Painting smooths rough edges of life

Omer Howard creates his impressionistic art in his West Central home studio. (Dan Pelle)
Jennifer Larue

Omer Howard has traveled on a rough road. He’s been an addict, a prison inmate, shot, homeless and is currently fighting colon cancer.

“I’m on the downside of it now,” he said.

The thing that has remained constant in his life is his desire to observe the world around him and creatively decipher his findings through words or layers of oil paint.

Howard, 62, grew up in the cotton fields of west Phoenix. When cotton picking went the way of the machine, Howard picked strawberries south of Portland. He joined the Army out of high school and said he served two years in Vietnam as a crew chief in a helicopter. Later, as a civilian, with memories of Vietnam and a wanderer’s disposition, Howard ended up here and there, traveling easily with a pencil and notebook.

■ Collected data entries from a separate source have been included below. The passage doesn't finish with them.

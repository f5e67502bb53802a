pub mod hash;
pub mod nonce;

pub use hash::{HashAlgorithm, HashGenerator};
pub use nonce::{generate_nonce, nonce_source, validate_nonce, NonceGenerator, RequestNonce};
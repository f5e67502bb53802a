//! Host-source validation.
//!
//! A host-source is `[scheme://]host[:port]` where `host` may start with a
//! single `*.` label and `port` may be `*`. Everything a URL can carry beyond
//! that (userinfo, path, query, fragment) is rejected.

use crate::constants::HOST_SCHEMES;
use crate::core::source::Source;
use crate::error::CspError;
use std::borrow::Cow;
use url::Host;

const WILDCARD_LABEL: &str = "*.";
const WILDCARD_PORT: &str = ":*";

/// Validates a lower-cased host-source candidate and returns its canonical
/// form.
pub(crate) fn parse_host_source(candidate: &str) -> Result<Source, CspError> {
    let (rest, wildcard_port) = match candidate.strip_suffix(WILDCARD_PORT) {
        Some(rest) => (rest, true),
        None => (candidate, false),
    };

    let (scheme, authority) = match rest.split_once("://") {
        Some((scheme, authority)) => {
            if !HOST_SCHEMES.contains(&scheme) {
                return Err(CspError::InvalidHostScheme(candidate.to_owned()));
            }
            (Some(scheme), authority)
        }
        None => (None, rest),
    };

    if authority.contains(['@', '/', '?', '#', '\\']) {
        return Err(CspError::InvalidHostSource(candidate.to_owned()));
    }

    let (host, port) = split_port(authority)
        .ok_or_else(|| CspError::InvalidHostSource(candidate.to_owned()))?;
    if wildcard_port && port.is_some() {
        return Err(CspError::InvalidHostSource(candidate.to_owned()));
    }

    let host = normalize_host(host)
        .ok_or_else(|| CspError::InvalidHostName(candidate.to_owned()))?;

    match scheme {
        None => log::warn!(
            "host source '{}' has no scheme and will also match plain http",
            candidate
        ),
        Some("http") => log::warn!("host source '{}' uses insecure http", candidate),
        Some(_) => {}
    }

    let mut canonical = String::with_capacity(candidate.len());
    if let Some(scheme) = scheme {
        canonical.push_str(scheme);
        canonical.push_str("://");
    }
    canonical.push_str(&host);
    if let Some(port) = port {
        canonical.push(':');
        canonical.push_str(&port.to_string());
    } else if wildcard_port {
        canonical.push_str(WILDCARD_PORT);
    }

    Ok(Source::Host(Cow::Owned(canonical)))
}

/// Splits `host[:port]`, handling bracketed IPv6 literals. Returns `None`
/// when the port is present but not a number in `0..=65535`.
fn split_port(authority: &str) -> Option<(&str, Option<u16>)> {
    let (host, port) = if authority.starts_with('[') {
        let end = authority.find(']')? + 1;
        let (host, rest) = authority.split_at(end);
        if rest.is_empty() {
            (host, None)
        } else {
            (host, Some(rest.strip_prefix(':')?))
        }
    } else {
        match authority.split_once(':') {
            Some((host, port)) => (host, Some(port)),
            None => (authority, None),
        }
    };

    match port {
        None => Some((host, None)),
        Some(port) if !port.is_empty() && port.bytes().all(|b| b.is_ascii_digit()) => {
            Some((host, Some(port.parse().ok()?)))
        }
        Some(_) => None,
    }
}

/// Lower-cases and IDNA-normalizes a hostname, keeping an optional leading
/// wildcard label.
fn normalize_host(host: &str) -> Option<String> {
    let (wildcard, name) = match host.strip_prefix(WILDCARD_LABEL) {
        Some(name) => (true, name),
        None => (false, host),
    };

    if name.is_empty() {
        return None;
    }

    let normalized = match Host::parse(name).ok()? {
        Host::Domain(domain) => {
            if !domain.split('.').all(is_valid_label) {
                return None;
            }
            domain
        }
        Host::Ipv4(addr) => {
            let addr = addr.to_string();
            if wildcard || addr != name {
                return None;
            }
            addr
        }
        Host::Ipv6(addr) => {
            if wildcard {
                return None;
            }
            format!("[{}]", addr)
        }
    };

    if wildcard {
        Some(format!("{}{}", WILDCARD_LABEL, normalized))
    } else {
        Some(normalized)
    }
}

#[inline]
fn is_valid_label(label: &str) -> bool {
    !label.is_empty()
        && label.len() <= 63
        && !label.starts_with('-')
        && !label.ends_with('-')
        && label
            .bytes()
            .all(|b| b.is_ascii_lowercase() || b.is_ascii_digit() || b == b'-')
}
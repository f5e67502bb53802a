pub use crate::core::{CspConfig, CspConfigBuilder, CspPolicy, CspPolicyBuilder, Directive, Source};
pub use crate::error::CspError;
pub use crate::middleware::{csp_middleware, csp_middleware_with_nonce, CspExtensions, CspMiddleware};
pub use crate::security::{generate_nonce, HashAlgorithm, HashGenerator, NonceGenerator};
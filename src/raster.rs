//! Raster content backing an overlay.

use crate::Result;
use std::sync::Arc;

/// Decoded RGBA8 pixel data
#[derive(Debug, Clone, PartialEq, Eq)]
pub struct RasterImage {
    width: u32,
    height: u32,
    pixels: Arc<Vec<u8>>,
}

impl RasterImage {
    /// Creates a raster image, validating the buffer length against the
    /// dimensions (4 bytes per pixel).
    pub fn new(width: u32, height: u32, pixels: Vec<u8>) -> Result<Self> {
        let expected = width as usize * height as usize * 4;
        if pixels.len() != expected {
            return Err(format!(
                "pixel buffer is {} bytes, expected {} for {}x{} RGBA8",
                pixels.len(),
                expected,
                width,
                height
            )
            .into());
        }
        Ok(Self {
            width,
            height,
            pixels: Arc::new(pixels),
        })
    }

    pub fn width(&self) -> u32 {
        self.width
    }

    pub fn height(&self) -> u32 {
        self.height
    }

    pub fn dimensions(&self) -> (u32, u32) {
        (self.width, self.height)
    }

    pub fn pixels(&self) -> &[u8] {
        &self.pixels
    }
}

/// Tagged raster variant. Static images are uploaded to the GPU once and
/// never touched again; streaming rasters (video frames, canvas buffers)
/// refresh their texture content in place on every prepare cycle.
#[derive(Debug, Clone)]
pub enum Raster {
    Static(RasterImage),
    Streaming(RasterImage),
}

impl Raster {
    /// Current pixel content, regardless of variant
    pub fn image(&self) -> &RasterImage {
        match self {
            Raster::Static(image) => image,
            Raster::Streaming(image) => image,
        }
    }

    pub fn is_streaming(&self) -> bool {
        matches!(self, Raster::Streaming(_))
    }

    /// Replaces the content of a streaming raster with a new frame.
    ///
    /// Frame dimensions must match the current ones; a size change is a
    /// raster replacement, not a frame update, and goes through the
    /// source's `update_image` instead.
    pub fn update_frame(&mut self, frame: RasterImage) -> Result<()> {
        match self {
            Raster::Streaming(image) => {
                if frame.dimensions() != image.dimensions() {
                    return Err(format!(
                        "streaming frame is {:?}, expected {:?}",
                        frame.dimensions(),
                        image.dimensions()
                    )
                    .into());
                }
                *image = frame;
                Ok(())
            }
            Raster::Static(_) => Err("static rasters cannot be updated in place".into()),
        }
    }
}

#[cfg(test)]
mod tests {
    use super::*;

    fn image(w: u32, h: u32) -> RasterImage {
        RasterImage::new(w, h, vec![0u8; (w * h * 4) as usize]).unwrap()
    }

    #[test]
    fn test_pixel_buffer_length_validated() {
        assert!(RasterImage::new(2, 2, vec![0u8; 16]).is_ok());
        assert!(RasterImage::new(2, 2, vec![0u8; 15]).is_err());
    }

    #[test]
    fn test_update_frame_same_size() {
        let mut raster = Raster::Streaming(image(4, 4));
        assert!(raster.update_frame(image(4, 4)).is_ok());
        assert!(raster.update_frame(image(4, 2)).is_err());
    }

    #[test]
    fn test_update_frame_rejected_for_static() {
        let mut raster = Raster::Static(image(4, 4));
        assert!(raster.update_frame(image(4, 4)).is_err());
        assert!(!raster.is_streaming());
    }
}
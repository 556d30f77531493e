//! Quad geometry in tile-local extent units.

use crate::core::constants::EXTENT;
use crate::core::geo::{Point, TileCoord};
use bytemuck::{Pod, Zeroable};

/// One vertex of the overlay quad: a position in tile-local extent units
/// paired with a texture coordinate over the same range.
#[repr(C)]
#[derive(Debug, Clone, Copy, PartialEq, Eq, Pod, Zeroable)]
pub struct QuadVertex {
    pub position: [i16; 2],
    pub tex_coord: [i16; 2],
}

/// The four vertices describing an overlay quad, laid out for upload as a
/// triangle strip sharing the quad diagonal.
#[repr(C)]
#[derive(Debug, Clone, Copy, PartialEq, Eq, Pod, Zeroable)]
pub struct QuadGeometry {
    pub vertices: [QuadVertex; 4],
}

impl QuadGeometry {
    /// Raw byte view for vertex buffer upload
    pub fn as_bytes(&self) -> &[u8] {
        bytemuck::bytes_of(self)
    }
}

/// Builds the overlay quad for `anchor` from zoom-0 corner projections.
///
/// Each corner is reprojected to the anchor zoom, offset by the anchor's
/// integer column and row, scaled to extent units and rounded to the
/// nearest integer unit. Rounding (not truncation) keeps the output
/// bit-compatible with tile-space geometry produced elsewhere.
///
/// The corners arrive ordered top-left, top-right, bottom-right,
/// bottom-left; the emitted vertex order swaps the last two so the quad
/// renders as two triangles sharing the diagonal:
/// corner0 -> (0,0), corner1 -> (EXTENT,0), corner3 -> (0,EXTENT),
/// corner2 -> (EXTENT,EXTENT).
pub fn build_quad(zoom0_corners: &[Point; 4], anchor: TileCoord) -> QuadGeometry {
    let local = |corner: &Point| -> [i16; 2] {
        let scaled = corner.zoom_to(anchor.z);
        [
            ((scaled.x - anchor.x as f64) * EXTENT as f64).round() as i16,
            ((scaled.y - anchor.y as f64) * EXTENT as f64).round() as i16,
        ]
    };

    QuadGeometry {
        vertices: [
            QuadVertex {
                position: local(&zoom0_corners[0]),
                tex_coord: [0, 0],
            },
            QuadVertex {
                position: local(&zoom0_corners[1]),
                tex_coord: [EXTENT, 0],
            },
            QuadVertex {
                position: local(&zoom0_corners[3]),
                tex_coord: [0, EXTENT],
            },
            QuadVertex {
                position: local(&zoom0_corners[2]),
                tex_coord: [EXTENT, EXTENT],
            },
        ],
    }
}
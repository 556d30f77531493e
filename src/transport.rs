//! Raster fetching over HTTP.

use std::sync::mpsc::Sender;
use std::thread;

use once_cell::sync::Lazy;
use reqwest::blocking::Client;

use crate::raster::RasterImage;
use crate::Result;

/// Shared blocking HTTP client with a custom User-Agent so that public
/// image hosts don't reject the request. Building the client once avoids
/// the cost of TLS and connection pool setup for every fetch.
pub(crate) static HTTP_CLIENT: Lazy<Client> = Lazy::new(|| {
    Client::builder()
        .user_agent("overtile/0.1 (+https://github.com/example/overtile)")
        .build()
        .expect("failed to build reqwest blocking client")
});

/// Channel end on which a transport delivers its fetch result
pub type FetchReply = Sender<Result<RasterImage>>;

/// Asynchronous raster fetch boundary.
///
/// Implementations must not block the caller; the reply arrives on the
/// channel when the fetch settles and is applied by the source on the
/// render thread. Replies arriving after the source detached are discarded
/// there, not here.
pub trait RasterTransport: Send + Sync {
    fn fetch(&self, url: &str, reply: FetchReply);
}

/// Transport that downloads and decodes the raster on a detached thread
pub struct HttpTransport;

impl RasterTransport for HttpTransport {
    fn fetch(&self, url: &str, reply: FetchReply) {
        let url = url.to_owned();

        thread::spawn(move || {
            log::debug!("fetch raster {}", url);
            let result: Result<RasterImage> = (|| {
                let resp = HTTP_CLIENT.get(&url).send()?;
                if !resp.status().is_success() {
                    return Err(format!("HTTP {}", resp.status()).into());
                }
                let bytes = resp.bytes()?;
                let img = image::load_from_memory(&bytes)
                    .map_err(|e| format!("failed to decode raster: {}", e))?
                    .to_rgba8();
                let (width, height) = img.dimensions();
                RasterImage::new(width, height, img.into_raw())
            })();

            match &result {
                Ok(image) => log::info!(
                    "downloaded raster {} ({}x{})",
                    url,
                    image.width(),
                    image.height()
                ),
                Err(e) => log::warn!("raster {} fetch failed: {}", url, e),
            }
            let _ = reply.send(result);
        });
    }
}
//! Anchor tile selection: choosing the single synthetic tile that hosts an
//! overlay's raster content.

use crate::core::geo::{best_fit_center, LatLng, Point, TileCoord};

/// Selects the anchor tile for a quad of geographic corners.
///
/// Each corner is projected into zoom-0 tile space and the four points are
/// handed to [`best_fit_center`]; its fractional column and row are floored
/// to integers and its zoom is used verbatim. The owning source is expected
/// to pin both its advertised minzoom and maxzoom to the returned zoom so
/// the tile scheduler only ever requests this one level.
///
/// Also returns the projected zoom-0 corners, which the geometry builder
/// consumes. Pure; identical input always yields the identical anchor.
pub fn select_anchor(corners: &[LatLng; 4]) -> (TileCoord, [Point; 4]) {
    let zoom0 = [
        corners[0].to_tile_space(),
        corners[1].to_tile_space(),
        corners[2].to_tile_space(),
        corners[3].to_tile_space(),
    ];
    let (center, zoom) = best_fit_center(&zoom0);
    let floored = center.floor();
    let anchor = TileCoord::new(floored.x as u32, floored.y as u32, zoom);
    (anchor, zoom0)
}
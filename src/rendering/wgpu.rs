//! wgpu implementation of the [`Renderer`] capability.

use std::collections::HashMap;

use wgpu::util::DeviceExt;
use wgpu::{Buffer, Device, Queue, Sampler, Texture, TextureView};

use super::{BufferHandle, Renderer, TextureHandle};
use crate::geometry::QuadGeometry;
use crate::raster::RasterImage;

struct TextureEntry {
    texture: Texture,
    view: TextureView,
    size: (u32, u32),
}

/// GPU resource backend built on a wgpu device/queue pair.
///
/// Handles stay stable across reallocation: a full upload with changed
/// dimensions recreates the texture under the same handle, so callers never
/// need to rebind ids they already handed out to tiles.
pub struct WgpuRenderer {
    device: Device,
    queue: Queue,
    sampler: Sampler,
    textures: HashMap<TextureHandle, TextureEntry>,
    buffers: HashMap<BufferHandle, Buffer>,
    next_id: u64,
}

impl WgpuRenderer {
    pub fn new(device: Device, queue: Queue) -> Self {
        let sampler = device.create_sampler(&wgpu::SamplerDescriptor {
            label: Some("overtile linear sampler"),
            address_mode_u: wgpu::AddressMode::ClampToEdge,
            address_mode_v: wgpu::AddressMode::ClampToEdge,
            address_mode_w: wgpu::AddressMode::ClampToEdge,
            mag_filter: wgpu::FilterMode::Linear,
            min_filter: wgpu::FilterMode::Linear,
            mipmap_filter: wgpu::FilterMode::Linear,
            lod_min_clamp: 0.0,
            lod_max_clamp: f32::MAX,
            compare: None,
            anisotropy_clamp: 1,
            border_color: None,
        });

        Self {
            device,
            queue,
            sampler,
            textures: HashMap::new(),
            buffers: HashMap::new(),
            next_id: 0,
        }
    }

    /// Shared clamp-to-edge linear sampler for overlay textures
    pub fn sampler(&self) -> &Sampler {
        &self.sampler
    }

    /// View over the texture behind `handle`, for bind group assembly
    pub fn texture_view(&self, handle: TextureHandle) -> Option<&TextureView> {
        self.textures.get(&handle).map(|entry| &entry.view)
    }

    /// Vertex buffer behind `handle`, for draw call assembly
    pub fn vertex_buffer(&self, handle: BufferHandle) -> Option<&Buffer> {
        self.buffers.get(&handle)
    }

    fn alloc_texture(&self, image: &RasterImage) -> TextureEntry {
        let texture = self.device.create_texture(&wgpu::TextureDescriptor {
            label: Some("overtile overlay texture"),
            size: wgpu::Extent3d {
                width: image.width(),
                height: image.height(),
                depth_or_array_layers: 1,
            },
            mip_level_count: 1,
            sample_count: 1,
            dimension: wgpu::TextureDimension::D2,
            format: wgpu::TextureFormat::Rgba8UnormSrgb,
            usage: wgpu::TextureUsages::TEXTURE_BINDING | wgpu::TextureUsages::COPY_DST,
            view_formats: &[],
        });

        self.write_pixels(&texture, image);

        let view = texture.create_view(&wgpu::TextureViewDescriptor::default());
        TextureEntry {
            texture,
            view,
            size: image.dimensions(),
        }
    }

    fn write_pixels(&self, texture: &Texture, image: &RasterImage) {
        self.queue.write_texture(
            wgpu::ImageCopyTexture {
                texture,
                mip_level: 0,
                origin: wgpu::Origin3d::ZERO,
                aspect: wgpu::TextureAspect::All,
            },
            image.pixels(),
            wgpu::ImageDataLayout {
                offset: 0,
                bytes_per_row: Some(4 * image.width()),
                rows_per_image: Some(image.height()),
            },
            wgpu::Extent3d {
                width: image.width(),
                height: image.height(),
                depth_or_array_layers: 1,
            },
        );
    }
}

impl Renderer for WgpuRenderer {
    fn create_texture(&mut self, image: &RasterImage) -> TextureHandle {
        self.next_id += 1;
        let handle = TextureHandle::from_raw(self.next_id);
        let entry = self.alloc_texture(image);
        self.textures.insert(handle, entry);
        handle
    }

    fn upload_full(&mut self, texture: TextureHandle, image: &RasterImage) {
        match self.textures.get(&texture) {
            Some(entry) if entry.size == image.dimensions() => {
                self.write_pixels(&entry.texture, image);
            }
            Some(_) => {
                // Dimensions changed; reallocate under the same handle.
                let entry = self.alloc_texture(image);
                if let Some(old) = self.textures.insert(texture, entry) {
                    old.texture.destroy();
                }
            }
            None => {
                log::warn!("upload_full for unknown texture handle {:?}", texture);
            }
        }
    }

    fn upload_partial(&mut self, texture: TextureHandle, image: &RasterImage) {
        if let Some(entry) = self.textures.get(&texture) {
            self.write_pixels(&entry.texture, image);
        } else {
            log::warn!("upload_partial for unknown texture handle {:?}", texture);
        }
    }

    fn create_buffer(&mut self, quad: &QuadGeometry) -> BufferHandle {
        self.next_id += 1;
        let handle = BufferHandle::from_raw(self.next_id);
        let buffer = self
            .device
            .create_buffer_init(&wgpu::util::BufferInitDescriptor {
                label: Some("overtile quad vertices"),
                contents: quad.as_bytes(),
                usage: wgpu::BufferUsages::VERTEX,
            });
        self.buffers.insert(handle, buffer);
        handle
    }

    fn destroy_buffer(&mut self, buffer: BufferHandle) {
        if let Some(buffer) = self.buffers.remove(&buffer) {
            buffer.destroy();
        }
    }

    fn destroy_texture(&mut self, texture: TextureHandle) {
        if let Some(entry) = self.textures.remove(&texture) {
            entry.texture.destroy();
        }
    }
}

Times were certainly hard. He wrote his first unpublished novel, “An Obscene Senseless Adventure,” and, in prison on a drug conviction in California, he began his second, “Observations in Futility,” about a character living in a derelict hotel while trying to stay sober, earning extra cash at the blood bank and writing a novel.

While reading his work, one might wonder if he’s a madman or a keen observer of the ways of the world.

Howard ended up in Spokane after being accidently shot in a gravel yard in Arizona in 1981. He was granted some money for his suffering and selected Spokane in which to settle after “bumming around here in the ’70s.” He purchased a house on West Broadway Avenue where he has a top floor studio to write and paint in.

He began painting about 25 years ago. Without formal education, he is free to let his imagination lead. He has shown his work at coffee houses but has been turned down by area galleries.

Recently, his large impressionistic paintings were accepted at Area 58, 3036 N. Monroe St. Co-owner Dennis Held explained, “His work is alive and full of passion with a mix of joy and foreboding beauty. It’s powerful and intuitive and is not weighed down by preconceptions of what his work should or shouldn’t be. It’s a true representation of freedom.”

The potholes of Howard’s rough road have been filled with years of creative endeavors. Whether or not more than a handful of others will be privy to them is another story entirely. “One day, I would like to have actually accomplished something,” he said, “One day maybe.”